彼らは初め、新入りの自分に様々な嫌がらせをしてきた。
自分はそんな鬱憤晴らしを初めは無視していたが、ある日急に面倒くさくなった。
そこで一番体が大きい奴を襲い、ガラス片で額を切ってやった。
今でもよく覚えている。煙を押し固めたような破片の硬さと冷たさ。
それを振りぬいた瞬間に、ぱっと散った赤い色。
「『神様』が怒るぞ!」――体が大きい奴が金切り声を上げて、そして狂ったように笑った。

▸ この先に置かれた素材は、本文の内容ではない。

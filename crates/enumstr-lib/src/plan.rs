//! Encoding selection.
//!
//! A contiguous set becomes one range table. A set with several runs becomes
//! either one range table per run, dispatched by a `match`, or a map keyed by
//! value. [`SelectionPolicy`] is the only place where that choice is made.

use indexmap::IndexMap;

use enumstr_core::Run;

/// Most runs a split encoding may have before a map is used instead.
///
/// Ten keeps small gapped sets (a handful of blocks) as range tables while
/// sets with primes-like spacing go to the map.
pub const DEFAULT_MAX_SPLIT_RUNS: usize = 10;

/// Tunable boundary between split range tables and a map table.
#[derive(Clone, Copy, Debug, PartialEq, Eq)]
pub struct SelectionPolicy {
    pub max_split_runs: usize,
}

impl Default for SelectionPolicy {
    fn default() -> Self {
        Self {
            max_split_runs: DEFAULT_MAX_SPLIT_RUNS,
        }
    }
}

impl SelectionPolicy {
    pub fn new() -> Self {
        Self::default()
    }

    /// Set the largest run count that still uses split range tables.
    pub fn max_split_runs(mut self, value: usize) -> Self {
        self.max_split_runs = value;
        self
    }

    /// Whether a multi-run set with this cost should use split range tables.
    pub fn prefers_split(&self, cost: &EncodingCost) -> bool {
        cost.runs <= self.max_split_runs
    }
}

/// Size estimates for the two multi-run encodings.
#[derive(Clone, Copy, Debug, PartialEq, Eq)]
pub struct EncodingCost {
    pub runs: usize,
    pub members: usize,
    /// `max - min + 1` over the whole set.
    pub span: u128,
}

impl EncodingCost {
    pub fn of(runs: &[Run<'_>]) -> Self {
        let members = runs.iter().map(Run::len).sum();
        let span = match (runs.first(), runs.last()) {
            (Some(first), Some(last)) => (last.max() - first.min()) as u128 + 1,
            _ => 0,
        };
        Self {
            runs: runs.len(),
            members,
            span,
        }
    }

    /// Split tables: a blob, an offset array and a match arm per run, plus
    /// one offset per member.
    pub fn split(&self) -> usize {
        self.runs + self.members
    }

    /// Map table: one key/name pair per member.
    pub fn map(&self) -> usize {
        self.members
    }

    /// Values inside the overall span that have no name.
    pub fn holes(&self) -> u128 {
        self.span.saturating_sub(self.members as u128)
    }
}

/// Which encoding a plan uses.
#[derive(Clone, Copy, Debug, PartialEq, Eq, Hash)]
pub enum EncodingKind {
    Single,
    Split,
    Map,
}

impl EncodingKind {
    pub fn as_str(self) -> &'static str {
        match self {
            EncodingKind::Single => "single",
            EncodingKind::Split => "split",
            EncodingKind::Map => "map",
        }
    }
}

/// The chosen value-to-name representation for one type.
#[derive(Debug, Clone, PartialEq, Eq)]
pub enum EncodingPlan<'a> {
    /// All values form one run.
    Single(Run<'a>),
    /// Several runs, ascending by minimum value.
    Split(Vec<Run<'a>>),
    /// Value to name, ascending by value.
    MapTable(IndexMap<i128, &'a str>),
}

impl EncodingPlan<'_> {
    pub fn kind(&self) -> EncodingKind {
        match self {
            EncodingPlan::Single(_) => EncodingKind::Single,
            EncodingPlan::Split(_) => EncodingKind::Split,
            EncodingPlan::MapTable(_) => EncodingKind::Map,
        }
    }
}

/// Choose an encoding for the runs of one type.
///
/// `runs` must be the non-empty output of [`enumstr_core::partition`].
pub fn select<'a>(runs: Vec<Run<'a>>, policy: &SelectionPolicy) -> EncodingPlan<'a> {
    debug_assert!(!runs.is_empty(), "select: no runs");

    if let [run] = runs.as_slice() {
        return EncodingPlan::Single(*run);
    }

    let cost = EncodingCost::of(&runs);
    if policy.prefers_split(&cost) {
        return EncodingPlan::Split(runs);
    }

    let map = runs
        .iter()
        .flat_map(|run| run.members())
        .map(|entry| (entry.value, entry.name.as_str()))
        .collect();
    EncodingPlan::MapTable(map)
}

「お前みたいに乱暴な女を、『神様』が宮殿に迎えるわけがない!」
『神様』はよく子供を――特に女子を自分の家に迎える。
そうして帰ってきた子供は、笑ったり泣いたりするばかりで使い物にならなくなる。
けれども大人はそれを見て、「『神様』のお役に立った」と喜ぶのだ。
宮殿に迎えられなくても、自分は全然構わなかった。
子供も大人も『神様』も――この島の全てが不愉快だった。
だから自分はその日も仕事を抜け出して、エイハブの家に行った。